The 3 Common Ashkenazi Jewish Mutations in BRCA1/2: A Large Study of Cancer Risk and Risk Reduction
Many people are unaware that the frequency of BRCA1 and BRCA2 mutations in Ashkenazi Jews is ~1 in 40. This relatively high rate significantly impacts the Jewish community and is due to 3 common founder mutations:
- BRCA1 c.68_69delAG (often referred to as 185delAG or 187delAG)
- BRCA1 c.5266dupC (often referred to as 5382insC or 5385insC)
- BRCA2 c.5946delT (often referred to as 6174delT)
Because the 3 mutations are so common, they are generally tested for as a panel, as the first step in individuals with a personal and/or family history of breast or ovarian cancer and Ashkenazi Jewish ancestry.
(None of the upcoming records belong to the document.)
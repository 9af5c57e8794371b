//! storyflow: scheduled story ingestion with live update fan-out and a
//! cached, token-protected read API.

pub mod pipeline;
pub mod server;
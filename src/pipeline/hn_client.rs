//! Hacker News API integration
//!
//! Provides the candidate list and per-item detail for ingestion cycles.
//!
//! ## API Reference
//!
//! - `GET {base}/newstories.json` - array of the newest item ids, newest first
//! - `GET {base}/item/{id}.json` - item object, or `null` for unknown ids
//!
//! Default base: `https://hacker-news.firebaseio.com/v0`

use super::error::FetchError;
use super::types::RawStory;
use async_trait::async_trait;
use serde::de::DeserializeOwned;
use std::time::Duration;

/// Source of candidate stories
#[async_trait]
pub trait StorySource: Send + Sync {
    /// Newest candidate ids, in source order, at most the configured batch size
    async fn list_candidate_ids(&self) -> Result<Vec<i64>, FetchError>;

    /// Full item for one id
    async fn fetch_detail(&self, id: i64) -> Result<RawStory, FetchError>;
}

/// reqwest-backed client for the Hacker News Firebase API
pub struct HackerNewsClient {
    client: reqwest::Client,
    base_url: String,
    batch_size: usize,
}

impl HackerNewsClient {
    /// Build a client
    ///
    /// # Arguments
    /// * `base_url` - API root without trailing slash
    /// * `batch_size` - maximum candidate ids returned per cycle
    /// * `timeout` - HTTP timeout applied to every request
    pub fn new(base_url: &str, batch_size: usize, timeout: Duration) -> Result<Self, FetchError> {
        let client = reqwest::Client::builder()
            .timeout(timeout)
            .user_agent(concat!("storyflow/", env!("CARGO_PKG_VERSION")))
            .build()?;

        Ok(Self {
            client,
            base_url: base_url.trim_end_matches('/').to_string(),
            batch_size,
        })
    }

    async fn get_json<T: DeserializeOwned>(&self, url: &str) -> Result<T, FetchError> {
        let response = self.client.get(url).send().await?;

        if !response.status().is_success() {
            return Err(FetchError::Status {
                status: response.status().as_u16(),
                url: url.to_string(),
            });
        }

        let body = response.text().await?;
        serde_json::from_str(&body).map_err(|e| FetchError::Decode {
            url: url.to_string(),
            reason: e.to_string(),
        })
    }
}

#[async_trait]
impl StorySource for HackerNewsClient {
    async fn list_candidate_ids(&self) -> Result<Vec<i64>, FetchError> {
        let url = format!("{}/newstories.json", self.base_url);
        let mut ids: Vec<i64> = self.get_json(&url).await?;
        ids.truncate(self.batch_size);
        Ok(ids)
    }

    async fn fetch_detail(&self, id: i64) -> Result<RawStory, FetchError> {
        let url = format!("{}/item/{}.json", self.base_url, id);
        let item: Option<RawStory> = self.get_json(&url).await?;
        item.ok_or(FetchError::NotFound(id))
    }
}

#[cfg(test)]
mod tests {
    use super::*;

    #[test]
    fn test_base_url_trailing_slash_trimmed() {
        let client = HackerNewsClient::new(
            "https://hacker-news.firebaseio.com/v0/",
            10,
            Duration::from_secs(5),
        )
        .unwrap();
        assert_eq!(client.base_url, "https://hacker-news.firebaseio.com/v0");
        assert_eq!(client.batch_size, 10);
    }

    #[tokio::test]
    #[ignore] // Run only when testing with live API
    async fn test_fetch_live_new_stories() {
        let client = HackerNewsClient::new(
            "https://hacker-news.firebaseio.com/v0",
            3,
            Duration::from_secs(10),
        )
        .unwrap();

        let ids = client.list_candidate_ids().await.unwrap();
        assert!(ids.len() <= 3);

        if let Some(id) = ids.first() {
            let item = client.fetch_detail(*id).await.unwrap();
            assert_eq!(item.id, Some(*id));
        }
    }
}
use super::mismatch;
use crate::{ConvertError, FromValue, Value};

impl<T: FromValue> FromValue for Vec<T> {
    fn from_value(value: Value) -> Result<Self, ConvertError> {
        let elems = match value {
            Value::Array(elems) => elems,
            other => return Err(mismatch("array", &other)),
        };

        elems
            .into_iter()
            .enumerate()
            .map(|(index, elem)| T::from_value(elem).map_err(|err| err.in_element(index)))
            .collect()
    }
}
use crate::{ConvertError, FromValue, Value};

impl<T: FromValue> FromValue for Option<T> {
    fn from_value(value: Value) -> Result<Self, ConvertError> {
        match value {
            Value::Null => Ok(None),
            other => Ok(Some(T::from_value(other)?)),
        }
    }

    // An absent member reads the same as an explicit `null`
    fn missing_field(_name: &str) -> Result<Self, ConvertError> {
        Ok(None)
    }
}

#[cfg(test)]
mod tests {
    use super::*;
    use crate::parse;

    #[test]
    fn test_null() {
        let result = Option::<u32>::from_value(parse("null").unwrap());
        assert_eq!(Ok(None), result);
    }

    #[test]
    fn test_nested_option_null() {
        let result = Option::<Option<u32>>::from_value(parse("null").unwrap());
        assert_eq!(Ok(None), result);
    }

    #[test]
    fn test_with_value() {
        let result = Option::<String>::from_value(parse("\"42\"").unwrap());
        assert_eq!(Ok(Some("42".to_string())), result);
    }

    #[test]
    fn test_nested_with_value() {
        let result = Option::<Option<bool>>::from_value(parse("true").unwrap());
        assert_eq!(Ok(Some(Some(true))), result);
    }

    #[test]
    fn test_missing_field() {
        assert_eq!(Ok(None), Option::<bool>::missing_field("flag"));
        assert_eq!(
            Err(ConvertError::MissingField("flag".to_string())),
            bool::missing_field("flag")
        );
    }

    #[test]
    fn test_nested_with_incorrect_type() {
        let result = Option::<bool>::from_value(parse("5").unwrap());
        assert_eq!(
            Err(ConvertError::TypeMismatch {
                expected: "boolean",
                found: "number",
            }),
            result
        );
    }
}
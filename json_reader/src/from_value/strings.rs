use super::mismatch;
use crate::{ConvertError, FromValue, Value};

// Escape sequences arrive undecoded, exactly as the scanner captured them
impl FromValue for String {
    fn from_value(value: Value) -> Result<Self, ConvertError> {
        match value {
            Value::String(val) => Ok(val),
            other => Err(mismatch("string", &other)),
        }
    }
}
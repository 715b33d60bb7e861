use std::fmt;

#[derive(Debug, Clone, PartialEq, Eq)]
pub struct Token {
    pub kind: TokenKind,
    /// Raw lexeme. String literals keep only the payload between the quotes,
    /// with escape sequences left undecoded.
    pub text: String,
    /// Byte offset of the token's first character in the source
    pub offset: usize,
}

impl Token {
    pub fn init(kind: TokenKind, text: &str, offset: usize) -> Self {
        Self {
            kind,
            text: text.to_string(),
            offset,
        }
    }
}

impl fmt::Display for Token {
    fn fmt(&self, f: &mut fmt::Formatter<'_>) -> fmt::Result {
        write!(f, "{:>6}  {:<12} {}", self.offset, self.kind, self.text)
    }
}

#[derive(Debug, Clone, Copy, PartialEq, Eq, Hash)]
pub enum TokenKind {
    OpenObject,
    CloseObject,

    OpenArray,
    CloseArray,

    Colon,
    Comma,

    StringLit,
    NumberLit,
    BoolLit,
    NullLit,
}

impl fmt::Display for TokenKind {
    fn fmt(&self, f: &mut fmt::Formatter<'_>) -> fmt::Result {
        let name = match self {
            Self::OpenObject => "OpenObject",
            Self::CloseObject => "CloseObject",
            Self::OpenArray => "OpenArray",
            Self::CloseArray => "CloseArray",
            Self::Colon => "Colon",
            Self::Comma => "Comma",
            Self::StringLit => "StringLit",
            Self::NumberLit => "NumberLit",
            Self::BoolLit => "BoolLit",
            Self::NullLit => "NullLit",
        };

        // `pad` so width/alignment flags in the token dump apply
        f.pad(name)
    }
}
A number of studies over the years have focused on cancer risks for carriers of the individual common Jewish mutations of BRCA1 and BRCA2, because they are common enough that it allows an attempt at analysis of risk for individual mutations rather than lumping all mutations of either BRCA1 or BRCA2 together. Among the more interesting results of these analyses is some support for the concept that there could be heterogeneity in cancer risk depending on the specific mutation involved. In particular, there is some previous evidence suggesting that women with the BRCA2 6174delT mutation may have a lower breast cancer risk than women with other BRCA2 mutations. Notably, the studies to date have mostly involved relatively small numbers of carriers of the individual mutations making it difficult to conclusively pin down any significant differences in risk by mutation. However, a new study, recently published online in the Journal of Clinical Oncology, takes a look at a significantly larger group of women adding to our knowledge in this area.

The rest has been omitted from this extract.